Wenige Minuten später ging der Monitor meines Rechners aus – der Strom war weg. Nach fünfzehn Minuten hörte der Regen auf, der Wind ließ nach, die Wolken zogen weiter. Es wurde ruhig, aber der Strom war nicht zurück. Ich beschloss, dass ich für heute mit dem Arbeiten aufhören würde und wollte mir eine Tasse Tee machen; doch ohne den elektrischen Wasserkocher ging dies natürlich nicht. Eine perfekte Gelegenheit zum Lesen, dachte ich und holte „Art Sex Music“ von Cosey Fanni Tutti raus, das ich vor wenigen Tagen gekauft habe. Da es in der Wohnung zu dunkel war, ging ich mit dem Buch raus.

Erinnerungen an den Zweiten Weltkrieg

Nur einmal im Jahr sieht meine Straße so chaotisch aus: am 1. Januar, nach dem Böllermarathon der Silvesternacht. An diesem Abend waren die Menschen für dieses Durcheinander nicht verantwortlich, diesmal war es allein die Natur. Der umgestürzte Baum hatte den Stromkasten getroffen, ein Elektriker arbeitete schon daran. Mitten auf der Fahrbahn stand ein Polizeiwagen, die Polizisten sperrten die Stellen ab, wo größere Äste heruntergefallen waren. 

Ich blieb vor der Haustür stehen. Hier war es noch einigermaßen hell, ich klappte das Buch auf. Mir fiel ein, dass ich es vor zehn Jahren anders wahrgenommen hätte – insbesondere die Passagen, in denen die Autorin, geboren 1951, ihre Kindheit im britischen Kingston upon Hull beschreibt: die Bombentrichter, die damals den Kindern als Spielplätze dienten, die noch herumstehenden Ruinen, zerstört im Zweiten Weltkrieg… Heute, fast 70 Jahre später, werde ich das Gefühl nicht los, dass man so auch die Realien der Nachkriegsukraine schildern könnte. 

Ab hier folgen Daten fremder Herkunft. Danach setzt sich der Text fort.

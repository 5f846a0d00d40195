use super::common::*;
use crate::workflows::onboarding::decisions::{
    CallStatus, DecisionError, FieldReportStatus, FieldVerificationResult, KycApprovalInput,
    StageDecision, TeleVerificationInput,
};
use crate::workflows::onboarding::domain::{
    Actor, ActorRole, ApplicationStatus, DocumentStatus, FieldVisitStatus, PartnerCase,
};
use crate::workflows::onboarding::memory::{InMemoryBlobStore, RecordingNotifier};
use crate::workflows::onboarding::service::{OnboardingError, OnboardingService};
use crate::workflows::onboarding::state_machine::IllegalTransition;
use std::sync::Arc;

#[test]
fn tele_approval_moves_to_under_review_and_logs_call() {
    let (service, repository, _) = build_service();
    let number = advance_to_tele(&service, franchise_submission());

    let log = service
        .record_tele_verification(&number, &tele(), StageDecision::Approve, tele_verified())
        .expect("tele verification recorded");

    assert_eq!(log.call_status, CallStatus::Verified);
    assert_eq!(log.staff_id, "tele-1");
    let stored = stored_case(&repository, &number);
    assert_eq!(stored.status(), ApplicationStatus::UnderReview);
    assert_eq!(stored.tele_log, Some(log));
}

#[test]
fn tele_rejection_needs_a_reason() {
    let (service, repository, _) = build_service();
    let number = advance_to_tele(&service, franchise_submission());

    let error = service
        .record_tele_verification(
            &number,
            &tele(),
            StageDecision::Reject,
            TeleVerificationInput::default(),
        )
        .expect_err("reason required");

    assert!(matches!(
        error,
        OnboardingError::Decision(DecisionError::ReasonRequired { .. })
    ));
    let stored = stored_case(&repository, &number);
    assert_eq!(stored.status(), ApplicationStatus::TeleVerification);
    assert!(stored.tele_log.is_none());
}

#[test]
fn tele_hold_parks_case_until_tele_staff_resumes() {
    let (service, repository, _) = build_service();
    let number = advance_to_tele(&service, franchise_submission());

    service
        .record_tele_verification(
            &number,
            &tele(),
            StageDecision::OnHold,
            TeleVerificationInput {
                call_status: Some(CallStatus::CallBackRequested),
                decision_reason: Some("Applicant travelling, call back Monday".to_string()),
                ..TeleVerificationInput::default()
            },
        )
        .expect("hold recorded");

    let parked = stored_case(&repository, &number).application.core().tracked_status();
    assert_eq!(parked.current(), ApplicationStatus::OnHold);
    assert_eq!(parked.parked_from(), Some(ApplicationStatus::TeleVerification));

    let error = service
        .resume(&number, &kyc())
        .expect_err("kyc staff did not park it");
    assert!(matches!(error, OnboardingError::IllegalTransition(_)));

    let resumed = service.resume(&number, &tele()).expect("tele staff resumes");
    assert_eq!(resumed, ApplicationStatus::TeleVerification);
    let restored = stored_case(&repository, &number).application.core().tracked_status();
    assert_eq!(restored.parked_from(), None);
}

#[test]
fn tele_decision_from_wrong_role_is_refused() {
    let (service, repository, _) = build_service();
    let number = advance_to_tele(&service, franchise_submission());

    let error = service
        .record_tele_verification(&number, &kyc(), StageDecision::Approve, tele_verified())
        .expect_err("kyc staff cannot record tele decisions");

    assert!(matches!(
        error,
        OnboardingError::IllegalTransition(IllegalTransition {
            role: ActorRole::KycStaff,
            ..
        })
    ));
    assert_eq!(
        stored_case(&repository, &number).status(),
        ApplicationStatus::TeleVerification
    );
}

#[test]
fn kyc_approval_requires_every_document_verified() {
    let (service, repository, _) = build_service();
    let number = advance_to_under_review(&service, fleet_submission());
    service
        .set_document_status(
            &number,
            &kyc(),
            "vehicle_rc",
            DocumentStatus::RequiresAction,
            Some("RC expired last month"),
        )
        .expect("document flagged");

    match service.record_kyc_approval(&number, &kyc(), StageDecision::Approve, kyc_approved()) {
        Err(OnboardingError::Decision(DecisionError::DocumentsIncomplete { outstanding })) => {
            assert_eq!(outstanding, vec!["vehicle_rc".to_string()]);
        }
        other => panic!("expected incomplete documents, got {other:?}"),
    }
    let stored = stored_case(&repository, &number);
    assert_eq!(stored.status(), ApplicationStatus::UnderReview);
    assert!(stored.kyc_review.is_none());
}

#[test]
fn kyc_approval_assigns_field_visit() {
    let (service, repository, _) = build_service();
    let number = advance_to_under_review(&service, fleet_submission());

    let review = service
        .record_kyc_approval(&number, &kyc(), StageDecision::Approve, kyc_approved())
        .expect("kyc approval recorded");

    assert_eq!(review.field_assignee.as_deref(), Some(FIELD_RM_ID));
    let stored = stored_case(&repository, &number);
    let core = stored.application.core();
    assert_eq!(stored.status(), ApplicationStatus::FieldPending);
    assert_eq!(core.kyc_approval, Some(StageDecision::Approve));
    assert_eq!(core.field_assigned_to.as_deref(), Some(FIELD_RM_ID));
    assert_eq!(core.field_visit_status, Some(FieldVisitStatus::Scheduled));
}

#[test]
fn kyc_rejection_with_remarks_is_terminal() {
    let (service, repository, _) = build_service();
    let number = advance_to_under_review(&service, fleet_submission());

    service
        .record_kyc_approval(
            &number,
            &kyc(),
            StageDecision::Reject,
            KycApprovalInput {
                remarks: Some("Bank proof belongs to a third party".to_string()),
                field_assignee: Some(FIELD_RM_ID.to_string()),
            },
        )
        .expect("rejection recorded");

    let stored = stored_case(&repository, &number);
    assert_eq!(stored.status(), ApplicationStatus::Rejected);
    assert!(stored.application.core().field_assigned_to.is_none());
}

#[test]
fn only_assigned_rm_may_start_the_visit() {
    let (service, repository, _) = build_service();
    let number = advance_to_field_pending(&service, franchise_submission());

    let other_rm = Actor::new("rm-9", ActorRole::FieldRm);
    match service.start_field_visit(&number, &other_rm) {
        Err(OnboardingError::Decision(DecisionError::NotAssigned { assigned_to })) => {
            assert_eq!(assigned_to, FIELD_RM_ID);
        }
        other => panic!("expected not assigned, got {other:?}"),
    }

    let status = service
        .start_field_visit(&number, &field_rm())
        .expect("assigned rm starts");
    assert_eq!(status, ApplicationStatus::FieldVerificationInProgress);
    assert_eq!(
        stored_case(&repository, &number)
            .application
            .core()
            .field_visit_status,
        Some(FieldVisitStatus::InProgress)
    );
}

#[test]
fn field_report_without_gps_is_refused() {
    let (service, repository, _) = build_service();
    let number = advance_to_field_pending(&service, franchise_submission());
    let mut input = field_input("verified_ok", None);
    input.visit.longitude = None;

    let error = service
        .record_field_verification(&number, &field_rm(), input)
        .expect_err("gps required");

    assert!(matches!(
        error,
        OnboardingError::Decision(DecisionError::MissingGps)
    ));
    assert!(stored_case(&repository, &number).field_report.is_none());
}

#[test]
fn field_report_without_result_is_refused() {
    let (service, _, _) = build_service();
    let number = advance_to_field_pending(&service, franchise_submission());

    let error = service
        .record_field_verification(&number, &field_rm(), field_input("   ", None))
        .expect_err("result required");

    assert!(matches!(
        error,
        OnboardingError::Decision(DecisionError::MissingResult)
    ));
}

#[test]
fn failed_field_visit_needs_remarks_and_rejects() {
    let (service, repository, _) = build_service();
    let number = advance_to_field_pending(&service, franchise_submission());

    let error = service
        .record_field_verification(&number, &field_rm(), field_input("not_verified", None))
        .expect_err("remarks required");
    assert!(matches!(
        error,
        OnboardingError::Decision(DecisionError::ReasonRequired { .. })
    ));

    let report = service
        .record_field_verification(
            &number,
            &field_rm(),
            field_input("not_verified", Some("Shop premises locked, landlord denies lease")),
        )
        .expect("report recorded");

    assert_eq!(report.verification_result, FieldVerificationResult::NotVerified);
    assert_eq!(report.application_status, FieldReportStatus::FieldVerificationFailed);
    let stored = stored_case(&repository, &number);
    assert_eq!(stored.status(), ApplicationStatus::Rejected);
    assert_eq!(
        stored.application.core().field_visit_status,
        Some(FieldVisitStatus::FieldVerificationFailed)
    );
}

#[test]
fn field_issues_send_case_back_to_review() {
    let (service, repository, _) = build_service();
    let number = advance_to_field_pending(&service, franchise_submission());
    service
        .start_field_visit(&number, &field_rm())
        .expect("visit starts");

    service
        .record_field_verification(
            &number,
            &field_rm(),
            field_input("verified_issues", Some("Signage missing")),
        )
        .expect("report recorded");

    let stored = stored_case(&repository, &number);
    assert_eq!(stored.status(), ApplicationStatus::UnderReview);
    assert_eq!(
        stored.application.core().field_visit_status,
        Some(FieldVisitStatus::FieldVerifiedWithIssues)
    );
}

#[test]
fn clean_field_visit_reaches_admin_review() {
    let (service, repository, _) = build_service();
    let number = advance_to_admin_review(&service, franchise_submission());

    let stored = stored_case(&repository, &number);
    assert_eq!(
        stored.status(),
        ApplicationStatus::FieldVerifiedUnderAdminReview
    );
    let report = stored.field_report.expect("report stored");
    assert_eq!(
        report.application_status,
        FieldReportStatus::FieldVerificationComplete
    );
    assert_eq!(report.location.latitude, 12.9784);
    assert_eq!(
        stored.application.core().field_visit_status,
        Some(FieldVisitStatus::FieldVerified)
    );
}

#[test]
fn unassigned_rm_cannot_file_the_field_report() {
    let (service, repository, _) = build_service();
    let number = advance_to_field_pending(&service, franchise_submission());
    let intruder = Actor::new("rm-intruder", ActorRole::FieldRm);

    match service.record_field_verification(&number, &intruder, field_input("verified_ok", None)) {
        Err(OnboardingError::Decision(DecisionError::NotAssigned { assigned_to })) => {
            assert_eq!(assigned_to, FIELD_RM_ID);
        }
        other => panic!("expected not assigned, got {other:?}"),
    }
    let stored = stored_case(&repository, &number);
    assert_eq!(stored.status(), ApplicationStatus::FieldPending);
    assert!(stored.field_report.is_none());

    service
        .start_field_visit(&number, &field_rm())
        .expect("assigned rm starts");
    let error = service
        .record_field_verification(&number, &intruder, field_input("verified_ok", None))
        .expect_err("visit in progress is still assigned");
    assert!(matches!(
        error,
        OnboardingError::Decision(DecisionError::NotAssigned { .. })
    ));
    assert_eq!(
        stored_case(&repository, &number).status(),
        ApplicationStatus::FieldVerificationInProgress
    );
}

#[test]
fn kyc_approval_refuses_a_checklist_changed_after_its_read() {
    let repository = Arc::new(StaleReadRepository::default());
    let service = OnboardingService::new(
        repository.clone(),
        Arc::new(InMemoryBlobStore::default()),
        Arc::new(RecordingNotifier::default()),
        config(),
    );
    let number = advance_to_under_review(&service, fleet_submission());
    repository.freeze(&number);

    service
        .set_document_status(
            &number,
            &kyc(),
            "pan_card",
            DocumentStatus::Rejected,
            Some("Expired card"),
        )
        .expect("rejection lands");

    let error = service
        .record_kyc_approval(&number, &kyc(), StageDecision::Approve, kyc_approved())
        .expect_err("approval built on a stale checklist");
    assert!(matches!(
        error,
        OnboardingError::ConcurrentUpdate {
            current: ApplicationStatus::UnderReview
        }
    ));
    let stored = stored_case(&repository.inner, &number);
    assert_eq!(stored.status(), ApplicationStatus::UnderReview);
    assert!(stored.kyc_review.is_none());
}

Mittlerweile kamen immer mehr Nachbarn heraus – es war offensichtlich, dass auch in anderen Häusern der Strom fehlte. Während der Elektriker am Stromkasten arbeitete, kauften die Bewohner im dunklen Späti nebenan Bier und schauten ihm voller Hoffnung zu.    

Meinen letzten Stromausfall habe ich vergangenes Jahr in Charkiw erlebt. Seit dem Beginn des Großen Krieges im Februar 2022 sind in der Ukraine stunden- und manchmal sogar tagelange Stromausfälle zur Normalität geworden. Als ich an einem sonnigen Dezembertag in einem schicken Hotel im Zentrum Charkiws eincheckte, erklärte mir die freundliche Rezeptionistin mit einem breiten Lächeln, dass in diesem Bezirk täglich zwischen 14 und 17 Uhr der Strom abgeschaltet wird. 

Zu den Zielen des russischen Beschusses gehören neben Krankenhäusern, Schulen und Bibliotheken auch die Kraftwerke. Wenn eins davon getroffen wird, kann es etwas länger dauern, bis der Strom wiederhergestellt ist. Die Befreier aus dem Nachbarland, die Vertreter des Brudervolkes, wie sie sich selbst gern bezeichnen, sind in die Ukraine einmarschiert, um ihre Bürger*innen anscheinend vom Strom zu befreien. Aber nicht einmal das werden sie schaffen.